* **EXERCISE REQUIREMENTS**
In the entries that follow, how many lines include the string "DateTime"? The answer is the number only.

* **EXERCISE INPUT**
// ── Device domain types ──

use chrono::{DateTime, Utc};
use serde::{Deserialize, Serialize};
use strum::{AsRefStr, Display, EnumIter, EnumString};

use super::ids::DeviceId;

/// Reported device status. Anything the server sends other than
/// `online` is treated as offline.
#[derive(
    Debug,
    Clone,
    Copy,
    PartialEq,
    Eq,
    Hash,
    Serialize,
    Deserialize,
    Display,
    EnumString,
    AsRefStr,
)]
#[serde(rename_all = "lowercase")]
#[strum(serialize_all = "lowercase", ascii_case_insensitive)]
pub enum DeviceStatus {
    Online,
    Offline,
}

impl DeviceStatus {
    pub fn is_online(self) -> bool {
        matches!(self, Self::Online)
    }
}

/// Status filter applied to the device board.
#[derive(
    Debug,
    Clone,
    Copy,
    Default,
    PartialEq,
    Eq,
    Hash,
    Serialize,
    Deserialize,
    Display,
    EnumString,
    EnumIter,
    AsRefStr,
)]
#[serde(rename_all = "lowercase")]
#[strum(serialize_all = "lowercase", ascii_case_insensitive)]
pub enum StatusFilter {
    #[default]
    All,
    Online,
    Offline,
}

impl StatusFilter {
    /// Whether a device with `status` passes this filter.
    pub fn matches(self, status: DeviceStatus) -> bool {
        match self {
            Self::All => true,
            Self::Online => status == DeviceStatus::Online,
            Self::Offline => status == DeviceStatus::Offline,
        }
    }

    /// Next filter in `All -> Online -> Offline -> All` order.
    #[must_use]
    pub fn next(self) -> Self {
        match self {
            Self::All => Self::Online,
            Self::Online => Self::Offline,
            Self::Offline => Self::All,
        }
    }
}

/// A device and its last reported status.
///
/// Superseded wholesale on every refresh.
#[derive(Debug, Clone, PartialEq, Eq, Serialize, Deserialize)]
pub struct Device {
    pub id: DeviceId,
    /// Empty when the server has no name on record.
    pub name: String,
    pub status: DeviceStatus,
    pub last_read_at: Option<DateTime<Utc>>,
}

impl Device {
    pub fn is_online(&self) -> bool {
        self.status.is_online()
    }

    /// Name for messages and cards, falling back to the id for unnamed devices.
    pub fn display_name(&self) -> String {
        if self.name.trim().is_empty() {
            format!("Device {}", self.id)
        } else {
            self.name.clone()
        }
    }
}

* **ANSWER TO THE PROBLEM**
2